Certains disent que la distinction entre maîtrise d’ouvrage et maîtrise d’œuvre est « franco-française ». Elle existe pourtant dans les pays anglo-saxons même si le vocabulaire y est différent. Aux États-Unis les maîtres d’ouvrage délégués sont nommés « business technologists » : c’est une spécialité à laquelle forment les universités.

Dans les années 90 l’informatique, en raison même de ses progrès, a changé de rôle ; s’appuyant sur les PC en réseau, les interfaces graphiques et l’amélioration des performances, le SI équipe désormais l’utilisateur dans toutes les étapes de son processus de travail. On savait déjà que le SI est « stratégique ». Bien plus, il est devenu quotidien, banal, puisqu’il est présent sur le poste de travail de chacun et que le « travail assisté par ordinateur » s’est généralisé.

Avant 1990 l’informatique avait déjà pour clients les « métiers » de l’entreprise, mais les spécifications fonctionnelles étaient souvent définies par les informaticiens eux-mêmes à partir d’expressions de besoin sommaires. Avec l’évolution et l’enrichissement du rôle de l’informatique, les spécifications fonctionnelles sont devenues l’expression formelle complète du métier lui-même ; elles ne peuvent donc être établies que par des personnes qui travaillent dans le métier tout en étant capables de définir un SI et d’aider les dirigeants à tirer parti des potentialités de l’informatique.

Ainsi s’est construite dans l’entreprise une compétence nouvelle, la maîtrise d’ouvrage du SI. Elle est souvent un débouché pour les informaticiens qui aiment à travailler au plus près des métiers. Le club des maîtres d’ouvrage, que j’ai l’honneur de présider, rassemble des entreprises qui souhaitent  faire progresser l’organisation, les méthodes et la compétence de leur maîtrise d’ouvrage. Il compte parmi ses membres des entreprises industrielles, des banques, des assurances, des établissements publics et des ministères.

Tendances actuelles

L’organisation de l’entreprise a dû évoluer pour faire une place à la maîtrise d’ouvrage, le rôle de l’informatique a dû changer. Cela ne pouvait pas être facile. Il y a eu bien naturellement au début des incompréhensions et des polémiques. Puis les choses ont évolué. Dans la plupart des grandes entreprises, il n’est plus nécessaire aujourd’hui de se battre pour faire admettre la nécessité de la maîtrise d’ouvrage et l’époque des polémiques avec l’informatique est révolue. Il est désormais admis que le SI dépend de deux professions qui doivent coopérer : le maître d’ouvrage définit ses fonctionnalités du SI et surveille sa bonne utilisation ; l’informaticien est maître d’œuvre des solutions techniques, architectures et plates formes.

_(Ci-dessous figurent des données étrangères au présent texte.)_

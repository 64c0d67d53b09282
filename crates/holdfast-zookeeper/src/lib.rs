//! ZooKeeper lock backend for Holdfast
//!
//! Mutual exclusion rides on ephemeral znodes:
//! - acquire: create `<prefix>/<key>` as an ephemeral node carrying the
//!   holder's identity token; `NodeExists` is contention
//! - renew: stat the node — ephemeral validity rides on the client
//!   session, so a still-present node is a still-valid lock
//! - release: delete the node
//!
//! The handle's expiration maps onto the ZooKeeper session timeout rather
//! than a per-node TTL: if this process dies, the session lapses and the
//! ensemble removes the ephemeral node on its own.

use async_trait::async_trait;
use serde::{Deserialize, Serialize};
use zookeeper_client as zk;

use holdfast_core::{LockBackend, LockError, LockLease, ZOOKEEPER_BACKEND};

/// Connection settings, consumed once at construction.
#[derive(Debug, Clone, Serialize, Deserialize)]
#[serde(default)]
pub struct ZookeeperConfig {
    /// Ensemble connection string, e.g. `"zk-1:2181,zk-2:2181"`.
    pub cluster: String,
    /// Chroot-style prefix under which lock nodes are created.
    pub prefix: String,
}

impl Default for ZookeeperConfig {
    fn default() -> Self {
        Self {
            cluster: "127.0.0.1:2181".to_string(),
            prefix: "/locks".to_string(),
        }
    }
}

/// Lock backend arbitrated by a ZooKeeper ensemble.
pub struct ZookeeperBackend {
    client: zk::Client,
    prefix: String,
}

impl ZookeeperBackend {
    /// Connect and make sure the lock prefix chain exists.
    pub async fn connect(config: ZookeeperConfig) -> Result<Self, LockError> {
        let client = zk::Client::connect(&config.cluster)
            .await
            .map_err(LockError::backend)?;
        let prefix = normalize_prefix(&config.prefix);

        let backend = Self { client, prefix };
        backend.ensure_path(&backend.prefix).await?;
        tracing::info!(cluster = %config.cluster, prefix = %backend.prefix, "zookeeper lock backend connected");
        Ok(backend)
    }

    fn lock_path(&self, key: &str) -> String {
        format!("{}/{}", self.prefix, key.trim_matches('/'))
    }

    /// Create every node along `path` as a persistent znode, tolerating
    /// nodes that already exist.
    async fn ensure_path(&self, path: &str) -> Result<(), LockError> {
        let mut current = String::new();
        for node in path.split('/').filter(|n| !n.is_empty()) {
            current.push('/');
            current.push_str(node);
            match self
                .client
                .create(
                    &current,
                    &[],
                    &zk::CreateMode::Persistent.with_acls(zk::Acls::anyone_all()),
                )
                .await
            {
                Ok(_) | Err(zk::Error::NodeExists) => {}
                Err(err) => return Err(LockError::backend(err)),
            }
        }
        Ok(())
    }
}

#[async_trait]
impl LockBackend for ZookeeperBackend {
    fn backend_type(&self) -> &'static str {
        ZOOKEEPER_BACKEND
    }

    async fn acquire(&self, lease: &mut LockLease<'_>) -> Result<bool, LockError> {
        let path = self.lock_path(lease.key);
        if let Some((parent, _)) = path.rsplit_once('/') {
            if !parent.is_empty() {
                self.ensure_path(parent).await?;
            }
        }

        match self
            .client
            .create(
                &path,
                lease.value.as_bytes(),
                &zk::CreateMode::Ephemeral.with_acls(zk::Acls::anyone_all()),
            )
            .await
        {
            Ok(_) => Ok(true),
            Err(zk::Error::NodeExists) => Ok(false),
            Err(err) => Err(LockError::backend(err)),
        }
    }

    async fn release(&self, lease: &mut LockLease<'_>) -> Result<bool, LockError> {
        let path = self.lock_path(lease.key);
        match self.client.delete(&path, None).await {
            Ok(()) => Ok(true),
            // Already gone: session lapsed or another holder took over.
            Err(zk::Error::NoNode) => Ok(false),
            Err(err) => Err(LockError::backend(err)),
        }
    }

    async fn renew(&self, lease: &mut LockLease<'_>) -> Result<(), LockError> {
        let path = self.lock_path(lease.key);
        match self
            .client
            .check_stat(&path)
            .await
            .map_err(LockError::backend)?
        {
            Some(_) => Ok(()),
            None => Err(LockError::NotHeld),
        }
    }
}

fn normalize_prefix(prefix: &str) -> String {
    let trimmed = prefix.trim_matches('/');
    if trimmed.is_empty() {
        "/locks".to_string()
    } else {
        format!("/{trimmed}")
    }
}

#[cfg(test)]
mod tests {
    use super::*;

    #[test]
    fn test_config_default() {
        let config = ZookeeperConfig::default();
        assert_eq!(config.cluster, "127.0.0.1:2181");
        assert_eq!(config.prefix, "/locks");
    }

    #[test]
    fn test_normalize_prefix() {
        assert_eq!(normalize_prefix("/locks/"), "/locks");
        assert_eq!(normalize_prefix("locks"), "/locks");
        assert_eq!(normalize_prefix("a/b"), "/a/b");
        assert_eq!(normalize_prefix(""), "/locks");
    }

    #[test]
    fn test_config_deserializes_with_defaults() {
        let config: ZookeeperConfig = serde_json::from_str("{}").unwrap();
        assert_eq!(config.prefix, "/locks");

        let config: ZookeeperConfig =
            serde_json::from_str(r#"{"cluster":"zk-1:2181,zk-2:2181","prefix":"/coord/locks"}"#)
                .unwrap();
        assert_eq!(config.cluster, "zk-1:2181,zk-2:2181");
        assert_eq!(config.prefix, "/coord/locks");
    }
}
//! In-process lock backend.
//!
//! Arbitration lives in a concurrent map inside the current process, so
//! this backend coordinates tasks of one process only. It exists for
//! integration tests and single-process deployments that want the same
//! handle lifecycle they would get against a real store.

use std::time::Instant;

use async_trait::async_trait;
use dashmap::DashMap;

use crate::backend::{LockBackend, LockLease, MEMORY_BACKEND};
use crate::error::LockError;

struct MemoryEntry {
    owner: String,
    expires_at: Instant,
}

impl MemoryEntry {
    fn expired(&self) -> bool {
        Instant::now() >= self.expires_at
    }
}

/// Lock backend arbitrated by an in-process concurrent map with per-entry
/// expiry. Entries lapse passively: an expired entry is treated as absent
/// by whichever call observes it next.
#[derive(Default)]
pub struct MemoryBackend {
    locks: DashMap<String, MemoryEntry>,
}

impl MemoryBackend {
    pub fn new() -> Self {
        Self::default()
    }

    /// Number of unexpired entries, primarily for tests and diagnostics.
    pub fn active_locks(&self) -> usize {
        self.locks.iter().filter(|e| !e.expired()).count()
    }
}

#[async_trait]
impl LockBackend for MemoryBackend {
    fn backend_type(&self) -> &'static str {
        MEMORY_BACKEND
    }

    async fn acquire(&self, lease: &mut LockLease<'_>) -> Result<bool, LockError> {
        let mut entry = self
            .locks
            .entry(lease.key.to_string())
            .or_insert_with(|| MemoryEntry {
                owner: lease.value.to_string(),
                expires_at: Instant::now() + lease.expiration,
            });

        if entry.owner == lease.value || entry.expired() {
            entry.owner = lease.value.to_string();
            entry.expires_at = Instant::now() + lease.expiration;
            return Ok(true);
        }
        Ok(false)
    }

    async fn release(&self, lease: &mut LockLease<'_>) -> Result<bool, LockError> {
        let removed = self
            .locks
            .remove_if(lease.key, |_, entry| entry.owner == lease.value);
        Ok(removed.is_some())
    }

    async fn renew(&self, lease: &mut LockLease<'_>) -> Result<(), LockError> {
        match self.locks.get_mut(lease.key) {
            Some(mut entry) if entry.owner == lease.value && !entry.expired() => {
                entry.expires_at = Instant::now() + lease.expiration;
                Ok(())
            }
            _ => Err(LockError::NotHeld),
        }
    }
}
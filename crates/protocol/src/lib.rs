//! Wire types and reading normalization shared by the wattwise backends.
//!
//! Two dialects are understood:
//!
//! - [`kasa`]: the TP-Link Kasa legacy local protocol (XOR "autokey" cipher
//!   over TCP/UDP port 9999, JSON payloads).
//! - [`homeassistant`]: entity state documents returned by the Home Assistant
//!   REST API.
//!
//! Both are normalized into a single [`Reading`].

mod error;
pub mod homeassistant;
pub mod kasa;
mod reading;

pub use error::DecodeError;
pub use reading::Reading;
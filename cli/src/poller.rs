//! Drives a [`ReadingSource`] and feeds each outcome to a [`Presenter`].
//!
//! Only one fetch is ever in flight. Cancellation is honoured while a fetch
//! is pending and while waiting for the next tick, and the source session is
//! closed before [`run`] returns on every path.

use std::future::Future;
use std::io;
use std::pin::Pin;
use std::time::Duration;

use tracing::{debug, info, warn};
use wattwise_sources::{ReadingSource, SourceError};

use crate::presenter::Presenter;

#[derive(Debug, Clone, Copy, PartialEq, Eq)]
pub enum Mode {
    /// One fetch, then done. Every error is fatal.
    Single,
    /// Fetch, present, sleep `interval`, repeat until cancelled.
    Continuous { interval: Duration },
}

#[derive(Debug, thiserror::Error)]
pub enum PollError {
    #[error(transparent)]
    Source(#[from] SourceError),

    #[error("failed to write output: {0}")]
    Output(#[from] io::Error),
}

#[derive(Debug, Clone, Copy, Default, PartialEq, Eq)]
pub struct Summary {
    pub polls: u64,
    pub readings: u64,
    pub transient_errors: u64,
    pub cancelled: bool,
}

pub async fn run<S, P, F>(
    source: &mut S,
    presenter: &mut P,
    mode: Mode,
    shutdown: F,
) -> Result<Summary, PollError>
where
    S: ReadingSource,
    P: Presenter,
    F: Future<Output = ()>,
{
    tokio::pin!(shutdown);

    debug!(source = source.name(), ?mode, "Polling started");
    let outcome = drive(source, presenter, mode, shutdown.as_mut()).await;
    source.close().await;

    match &outcome {
        Ok(summary) => info!(
            polls = summary.polls,
            transient_errors = summary.transient_errors,
            cancelled = summary.cancelled,
            "Polling stopped"
        ),
        Err(e) => warn!(error = %e, "Polling aborted"),
    }
    outcome
}

async fn drive<S, P, F>(
    source: &mut S,
    presenter: &mut P,
    mode: Mode,
    mut shutdown: Pin<&mut F>,
) -> Result<Summary, PollError>
where
    S: ReadingSource,
    P: Presenter,
    F: Future<Output = ()>,
{
    let mut summary = Summary::default();

    loop {
        let fetched = tokio::select! {
            biased;
            _ = shutdown.as_mut() => {
                summary.cancelled = true;
                return Ok(summary);
            }
            result = source.fetch_reading() => result,
        };
        summary.polls += 1;

        match fetched {
            Ok(reading) => {
                summary.readings += 1;
                presenter.reading(&reading)?;
            }
            Err(e) if e.is_transient() && matches!(mode, Mode::Continuous { .. }) => {
                warn!(kind = e.kind(), error = %e, "Poll failed, retrying next tick");
                summary.transient_errors += 1;
                presenter.transient(&e)?;
            }
            Err(e) => return Err(e.into()),
        }

        let Mode::Continuous { interval } = mode else {
            return Ok(summary);
        };

        tokio::select! {
            biased;
            _ = shutdown.as_mut() => {
                summary.cancelled = true;
                return Ok(summary);
            }
            _ = tokio::time::sleep(interval) => {}
        }
    }
}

Certes, il est délicat d’organiser une telle bipolarité mais il en existe d’autres dans l’entreprise (que l’on pense aux relations entre « commerciaux » et « producteurs »). Le secret du succès réside dans le respect mutuel entre les deux spécialités, respect qui n’interdira pas la vigueur dans la négociation. 

La plupart des grands sinistres informatiques ont pour cause le caractère inflationniste et versatile de la demande fonctionnelle. La première priorité est donc de renforcer la qualité des maîtrises d’ouvrage : le risque d’échec - ou de surcoût - est élevé si celle-ci ne sait pas définir ses priorités pour rechercher la sobriété, ou encore si elle tente de régler des problèmes politiques à travers le SI.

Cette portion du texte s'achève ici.